How adopting a German shepherd puppy turned out to be life-changing for Warren (Science Journalism/North Carolina State Univ.).
Having hoped that her new puppy would become a replacement for the companionship of a recently deceased dog, she was dismayed by the aggressive, rambunctious new addition, Solo, who could turn into an uncontrollable, snarling, biting “Tasmanian devil.” After two months, even though she was at her wits' end, she didn't want to give up on the puppy, who, despite it all, was “funny and charming” and clearly very intelligent. Warren appealed for help from the trainer who had worked with Solo's predecessor.

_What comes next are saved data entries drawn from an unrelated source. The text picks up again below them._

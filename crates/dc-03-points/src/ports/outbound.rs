//! Outbound (Driven) ports for the Points Award Engine.

use async_trait::async_trait;
use shared_types::{Item, ItemId, StoreError, UserId};

use crate::domain::{AwardOutcome, PointsBalance};

/// Read-only view of the listing subsystem's items.
#[async_trait]
pub trait ItemCatalog: Send + Sync {
    async fn get_item(&self, id: &ItemId) -> Result<Option<Item>, StoreError>;
}

/// The points ledger and its atomic award procedure.
#[async_trait]
pub trait PointsLedger: Send + Sync {
    /// Awards points for `item` to `giver` in one atomic step.
    ///
    /// The procedure re-checks ownership and status, is idempotent keyed by
    /// item id, and alone decides how many points a donation is worth.
    ///
    /// # Errors
    /// - `StoreError::NotFound` / `StoreError::Rejected` when re-validation fails
    async fn award_points_for_item(
        &self,
        giver: &UserId,
        item: &ItemId,
    ) -> Result<AwardOutcome, StoreError>;

    /// Balance for `user`; zero with the lowest rank when never credited.
    async fn balance(&self, user: &UserId) -> Result<PointsBalance, StoreError>;
}
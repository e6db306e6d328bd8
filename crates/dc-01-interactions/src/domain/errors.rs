//! Error types for the Interaction Toggle Engine.

use super::entities::SubjectType;
use shared_types::{IdError, StoreError};
use thiserror::Error;

/// Errors that can occur while toggling or reading interactions.
#[derive(Debug, Clone, PartialEq, Eq, Error)]
pub enum InteractionError {
    #[error("no authenticated actor")]
    Unauthenticated,

    #[error("invalid {} id: {source}", .subject.as_str())]
    InvalidSubject {
        subject: SubjectType,
        source: IdError,
    },

    #[error("a user cannot follow themselves")]
    SelfFollow,

    #[error("already following this user")]
    AlreadyFollowing,

    #[error("store error: {0}")]
    Store(#[from] StoreError),
}
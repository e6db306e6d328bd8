//! # Service Container
//!
//! Configuration plus the wired engines for one node.

pub mod config;
pub mod subsystems;

pub use config::{ConfigError, NodeConfig, StoreBackend, StoreConfig};
pub use subsystems::{Maintenance, NodeStore, ServiceContainer};
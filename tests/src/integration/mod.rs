//! # Integration Tests
//!
//! Engines wired to real stores, exercised the way the gateway drives them.

pub mod donation_flow;
pub mod http_flows;
pub mod persistence;
pub mod races;
pub mod runtime;
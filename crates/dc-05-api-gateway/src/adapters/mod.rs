//! Adapters for the API Gateway.
//!
//! Conversions from engine errors into the HTTP error model.

pub mod error_conversions;

pub use error_conversions::item_report_error;
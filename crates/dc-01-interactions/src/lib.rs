//! # Interaction Toggle Engine
//!
//! **Component:** dc-01
//! **Status:** Production-Ready
//!
//! ## Purpose
//!
//! Flips like/save/share/follow edges between an authenticated actor and a
//! subject (an item or another user). Existence of an edge means "on",
//! absence means "off". Edges are created and destroyed, never mutated.
//!
//! ## Domain Invariants
//!
//! | Invariant | Enforcement Location |
//! |-----------|---------------------|
//! | At most one edge per `(kind, subject, actor)` | store unique key; `service.rs` absorbs `Conflict` as `Added` |
//! | Toggle parity: N toggles leave the edge on iff N is odd | `service.rs` - `toggle()` |
//! | A user never follows themselves | `service.rs` - `reject_self_follow()` |
//! | Every store call is scoped to the actor | `domain/entities.rs` - `InteractionEdge` carries the actor |
//!
//! ## Toggle Flow
//!
//! ```text
//! caller ──► authenticated? ──no──► Unauthenticated
//!               │yes
//!               ▼
//!        subject id valid? ──no──► InvalidSubject
//!               │yes
//!               ▼
//!          edge exists? ──yes──► delete ──► Removed
//!               │no
//!               ▼
//!            insert ──ok / Conflict──► Added
//! ```
//!
//! The check and the act are two separate store calls. A racing request can
//! insert the same edge in between; the store rejects the second insert with
//! `Conflict` and the engine reports `Added` because the edge is on.
//!
//! ## Module Structure
//!
//! ```text
//! ┌─────────────────────────────────────────────────────────────────┐
//! │  ports/inbound.rs  - InteractionApi trait                       │
//! │  ports/outbound.rs - InteractionStore trait                     │
//! └─────────────────────────────────────────────────────────────────┘
//!                          ↑ uses ↑
//! ┌─────────────────────────────────────────────────────────────────┐
//! │  domain/entities.rs - InteractionKind, Subject, InteractionEdge │
//! │  domain/errors.rs   - InteractionError                          │
//! └─────────────────────────────────────────────────────────────────┘
//! ```

pub mod domain;
pub mod ports;
pub mod service;

pub use domain::*;
pub use ports::*;
pub use service::InteractionService;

The trainer suggested that he had the makings of a cadaver dog, a working dog used to locate missing people presumed dead. His aggression could be channeled by the demands of the search and the rewards of success. For Warren, the task of training and handling became the “rare perfection of that human and canine partnership…[which entailed]...the intense physical and mental challenge of stripping a search to its essential elements.” Warren chronicles how she and Solo each learned their jobs so that they could become effective volunteer members of criminal investigations. She had to teach him to perfect his ability to assess odors but also to deal with electric fences, swim rivers and push through undergrowth while ignoring distractions. Her responsibility was to guide Solo, as he alerted her to being in the vicinity of a target, by judging the effects of intangibles such as wind and temperature. She also had to train herself to tolerate gruesome crime scenes and dangerous environments while maintaining Solo's enthusiasm for the chase.
Warren writes with verve and provides rare insight into our working partnership with canines.